Em fevereiro, filipinos protestaram por justiça no caso Demafelis
Em fevereiro, filipinos protestaram por justiça no caso Demafelis
Foto: DW / Deutsche Welle

O corpo de Joanna Demafelis, de 29 anos, foi encontrado no início do ano dentro de um freezer em uma residência abandonada que pertence ao casal. A vítima estava desaparecida há mais de um ano, e uma autópsia revelou sinais de espancamento e tortura, como ossos quebrados e contusões.

Nader Essam Assaf e Mona Hassoun, os últimos empregadores de Demafelis, foram presos em fevereiro na capital da Síria, Damasco, após uma perseguição que envolveu a Interpol. As autoridades sírias entregaram o marido ao Líbano, enquanto a mulher permanece sob custódia em Damasco.

O casal não compareceu à audiência deste domingo, a primeira da Justiça kuwaitiana sobre o caso. De acordo com a imprensa local, eles foram condenados à morte por enforcamento por terem assassinado a empregada de maneira premeditada.

Segundo a agência de notícias AFP, citando uma fonte judicial anônima, os condenados ainda podem recorrer da sentença se retornarem ao Kuwait. O país já pediu a extradição dos dois.

O assassinato de Demafelis desencadeou uma crise diplomática entre o Kuwait e as Filipinas, levando Manila a impor, em meados de fevereiro, uma proibição total ao envio de trabalhadores filipinos ao país do Golfo.

Segundo autoridades, 252 mil filipinos trabalham no Kuwait, a maioria como empregados domésticos. Eles fazem parte dos mais de 2 milhões de cidadãos das Filipinas empregados na região do Golfo, cujas remessas são vitais para a economia do país natal.

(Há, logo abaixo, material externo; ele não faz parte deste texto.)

//! Signing of certificate and request templates with any supported
//! [`KeyPair`].
//!
//! The [`x509_cert::builder`] is generic over the signing key and the
//! signature type. The key pairs in this crate are a closed enum, so this
//! module is the single place which maps every variant to its concrete
//! signer and signature types.
use std::time::Duration;

use p256::NistP256;
use p384::NistP384;
use p521::NistP521;
use signature::{Keypair, Signer};
use snafu::{ResultExt, Snafu};
use x509_cert::{
    Certificate,
    builder::{Builder, CertificateBuilder, Profile, RequestBuilder},
    ext::pkix::{
        AuthorityKeyIdentifier, BasicConstraints, ExtendedKeyUsage, KeyUsage, SubjectAltName,
        SubjectKeyIdentifier,
    },
    name::Name,
    request::CertReq,
    serial_number::SerialNumber,
    spki::{
        DynSignatureAlgorithmIdentifier, EncodePublicKey, SignatureBitStringEncoding,
        SubjectPublicKeyInfoOwned,
    },
    time::{Time, Validity},
};

use crate::{
    ErrorKind,
    keys::{KeyPair, ecdsa, ed25519},
};

/// Seconds per day, validity windows are requested in days.
pub(crate) const SECONDS_PER_DAY: u64 = 24 * 60 * 60;

pub type Result<T, E = Error> = std::result::Result<T, E>;

#[derive(Debug, Snafu)]
pub enum Error {
    #[snafu(display("validity must be at least one day"))]
    ZeroValidity,

    #[snafu(display("failed to compute a validity of {days} days from now"))]
    ComputeValidity {
        source: x509_cert::der::Error,
        days: u64,
    },

    #[snafu(display("failed to encode the serial number"))]
    EncodeSerialNumber { source: x509_cert::der::Error },

    #[snafu(display("failed to create the certificate builder"))]
    CreateCertificateBuilder { source: x509_cert::builder::Error },

    #[snafu(display("failed to create the request builder"))]
    CreateRequestBuilder { source: x509_cert::builder::Error },

    #[snafu(display("failed to add the {extension} extension"))]
    AddExtension {
        source: x509_cert::builder::Error,
        extension: &'static str,
    },

    #[snafu(display("failed to sign the certificate"))]
    SignCertificate { source: x509_cert::builder::Error },

    #[snafu(display("failed to sign the certificate signing request"))]
    SignRequest { source: x509_cert::builder::Error },
}

impl Error {
    pub fn kind(&self) -> ErrorKind {
        match self {
            Error::ZeroValidity => ErrorKind::UnsupportedParameter,
            _ => ErrorKind::SigningError,
        }
    }
}

/// Extensions placed into a certificate template.
///
/// The builder only accepts concrete extension types, this enum keeps them
/// in one list in the order they are added.
#[derive(Debug)]
pub(crate) enum TemplateExtension {
    BasicConstraints(BasicConstraints),
    KeyUsage(KeyUsage),
    ExtendedKeyUsage(ExtendedKeyUsage),
    SubjectKeyIdentifier(SubjectKeyIdentifier),
    AuthorityKeyIdentifier(AuthorityKeyIdentifier),
    SubjectAltName(SubjectAltName),
}

impl TemplateExtension {
    fn name(&self) -> &'static str {
        match self {
            TemplateExtension::BasicConstraints(_) => "BasicConstraints",
            TemplateExtension::KeyUsage(_) => "KeyUsage",
            TemplateExtension::ExtendedKeyUsage(_) => "ExtendedKeyUsage",
            TemplateExtension::SubjectKeyIdentifier(_) => "SubjectKeyIdentifier",
            TemplateExtension::AuthorityKeyIdentifier(_) => "AuthorityKeyIdentifier",
            TemplateExtension::SubjectAltName(_) => "SubjectAltName",
        }
    }

    fn add_to<S>(&self, builder: &mut CertificateBuilder<'_, S>) -> Result<()>
    where
        S: Keypair + DynSignatureAlgorithmIdentifier,
        S::VerifyingKey: EncodePublicKey,
    {
        match self {
            TemplateExtension::BasicConstraints(ext) => builder.add_extension(ext),
            TemplateExtension::KeyUsage(ext) => builder.add_extension(ext),
            TemplateExtension::ExtendedKeyUsage(ext) => builder.add_extension(ext),
            TemplateExtension::SubjectKeyIdentifier(ext) => builder.add_extension(ext),
            TemplateExtension::AuthorityKeyIdentifier(ext) => builder.add_extension(ext),
            TemplateExtension::SubjectAltName(ext) => builder.add_extension(ext),
        }
        .context(AddExtensionSnafu {
            extension: self.name(),
        })
    }
}

/// Everything needed to sign a certificate, except for the signing key.
#[derive(Debug)]
pub(crate) struct CertificateTemplate {
    /// The issuer name, [`None`] for self-signed certificates.
    pub issuer: Option<Name>,
    pub serial_number: SerialNumber,
    pub validity: Validity,
    pub subject: Name,
    pub public_key_info: SubjectPublicKeyInfoOwned,
    pub extensions: Vec<TemplateExtension>,
}

/// Generates a random serial number, uniformly distributed over
/// `[0, 2^127)`. Keeping the top bit clear keeps the DER encoding positive
/// without a padding byte.
pub(crate) fn random_serial_number() -> Result<SerialNumber> {
    let value = rand::random::<u128>() >> 1;
    SerialNumber::new(&value.to_be_bytes()).context(EncodeSerialNumberSnafu)
}

/// Returns the validity window `[now, now + days)`.
pub(crate) fn validity_from_now(days: u64) -> Result<Validity> {
    snafu::ensure!(days > 0, ZeroValiditySnafu);

    let duration = Duration::from_secs(days.saturating_mul(SECONDS_PER_DAY));
    Validity::from_now(duration).context(ComputeValiditySnafu { days })
}

/// Moves `not_after` back to `limit` if it lies beyond it. Returns `true` if
/// the validity was shortened.
pub(crate) fn clamp_not_after(validity: &mut Validity, limit: Time) -> bool {
    if validity.not_after.to_unix_duration() <= limit.to_unix_duration() {
        return false;
    }

    validity.not_after = limit;
    true
}

fn build_certificate<S, Sig>(template: CertificateTemplate, signer: &S) -> Result<Certificate>
where
    S: Keypair + DynSignatureAlgorithmIdentifier + Signer<Sig>,
    S::VerifyingKey: EncodePublicKey,
    Sig: SignatureBitStringEncoding,
{
    let CertificateTemplate {
        issuer,
        serial_number,
        validity,
        subject,
        public_key_info,
        extensions,
    } = template;

    // The manual profile adds no extensions on its own, all of them are
    // taken from the template.
    let mut builder = CertificateBuilder::new(
        Profile::Manual { issuer },
        serial_number,
        validity,
        subject,
        public_key_info,
        signer,
    )
    .context(CreateCertificateBuilderSnafu)?;

    for extension in &extensions {
        extension.add_to(&mut builder)?;
    }

    builder.build::<Sig>().context(SignCertificateSnafu)
}

fn build_request<S, Sig>(
    subject: Name,
    subject_alt_name: Option<&SubjectAltName>,
    signer: &S,
) -> Result<CertReq>
where
    S: Keypair + DynSignatureAlgorithmIdentifier + Signer<Sig>,
    S::VerifyingKey: EncodePublicKey,
    Sig: SignatureBitStringEncoding,
{
    let mut builder = RequestBuilder::new(subject, signer).context(CreateRequestBuilderSnafu)?;

    if let Some(subject_alt_name) = subject_alt_name {
        builder
            .add_extension(subject_alt_name)
            .context(AddExtensionSnafu {
                extension: "SubjectAltName",
            })?;
    }

    builder.build::<Sig>().context(SignRequestSnafu)
}

/// Signs the template with the given key pair, picking the signature
/// algorithm matching the key: SHA-256 with RSA (PKCS#1 v1.5), ECDSA with the
/// SHA-2 digest of the curve size, or Ed25519.
pub(crate) fn sign_certificate(
    key_pair: &KeyPair,
    template: CertificateTemplate,
) -> Result<Certificate> {
    match key_pair {
        KeyPair::Rsa(key) => {
            build_certificate::<_, rsa::pkcs1v15::Signature>(template, key.signing_key())
        }
        KeyPair::Ecdsa(ecdsa::SigningKey::P256(key)) => {
            build_certificate::<_, ::ecdsa::der::Signature<NistP256>>(template, key)
        }
        KeyPair::Ecdsa(ecdsa::SigningKey::P384(key)) => {
            build_certificate::<_, ::ecdsa::der::Signature<NistP384>>(template, key)
        }
        KeyPair::Ecdsa(ecdsa::SigningKey::P521(key)) => {
            build_certificate::<_, ::ecdsa::der::Signature<NistP521>>(template, key)
        }
        KeyPair::Ed25519(key) => build_certificate::<_, ed25519::Signature>(template, key),
    }
}

/// Builds and signs a PKCS#10 request for `subject` with the given key pair.
pub(crate) fn sign_request(
    key_pair: &KeyPair,
    subject: Name,
    subject_alt_name: Option<&SubjectAltName>,
) -> Result<CertReq> {
    match key_pair {
        KeyPair::Rsa(key) => build_request::<_, rsa::pkcs1v15::Signature>(
            subject,
            subject_alt_name,
            key.signing_key(),
        ),
        KeyPair::Ecdsa(ecdsa::SigningKey::P256(key)) => {
            build_request::<_, ::ecdsa::der::Signature<NistP256>>(subject, subject_alt_name, key)
        }
        KeyPair::Ecdsa(ecdsa::SigningKey::P384(key)) => {
            build_request::<_, ::ecdsa::der::Signature<NistP384>>(subject, subject_alt_name, key)
        }
        KeyPair::Ecdsa(ecdsa::SigningKey::P521(key)) => {
            build_request::<_, ::ecdsa::der::Signature<NistP521>>(subject, subject_alt_name, key)
        }
        KeyPair::Ed25519(key) => {
            build_request::<_, ed25519::Signature>(subject, subject_alt_name, key)
        }
    }
}

#[cfg(test)]
mod tests {
    use std::collections::HashSet;

    use super::*;

    #[test]
    fn serial_numbers_are_positive_and_distinct() {
        let serials = (0..64)
            .map(|_| random_serial_number().unwrap())
            .collect::<Vec<_>>();

        for serial in &serials {
            assert!(serial.as_bytes().len() <= 16);
            assert!(serial.as_bytes()[0] & 0x80 == 0);
        }

        let unique = serials
            .iter()
            .map(|serial| serial.as_bytes().to_vec())
            .collect::<HashSet<_>>();
        assert_eq!(unique.len(), serials.len());
    }

    #[test]
    fn zero_day_validity() {
        let err = validity_from_now(0).unwrap_err();
        assert_eq!(err.kind(), ErrorKind::UnsupportedParameter);
    }

    #[test]
    fn validity_spans_whole_days() {
        let validity = validity_from_now(365).unwrap();
        let span = validity.not_after.to_unix_duration() - validity.not_before.to_unix_duration();
        assert_eq!(span, Duration::from_secs(365 * SECONDS_PER_DAY));
    }

    #[test]
    fn clamping() {
        let limit = validity_from_now(10).unwrap().not_after;

        let mut long = validity_from_now(365).unwrap();
        assert!(clamp_not_after(&mut long, limit));
        assert_eq!(long.not_after, limit);

        let mut short = validity_from_now(5).unwrap();
        let before = short.not_after;
        assert!(!clamp_not_after(&mut short, limit));
        assert_eq!(short.not_after, before);
    }
}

Desde fevereiro, as Filipinas têm agido para facilitar o retorno de seus cidadãos que desejam deixar o Kuwait, incluindo aqueles que perderam sua permissão de residência. O embaixador filipino, Renato Pedro Villa, afirmou à AFP neste domingo que Manila já repatriou 4 mil filipinos que viviam no país do Golfo sem a documentação necessária.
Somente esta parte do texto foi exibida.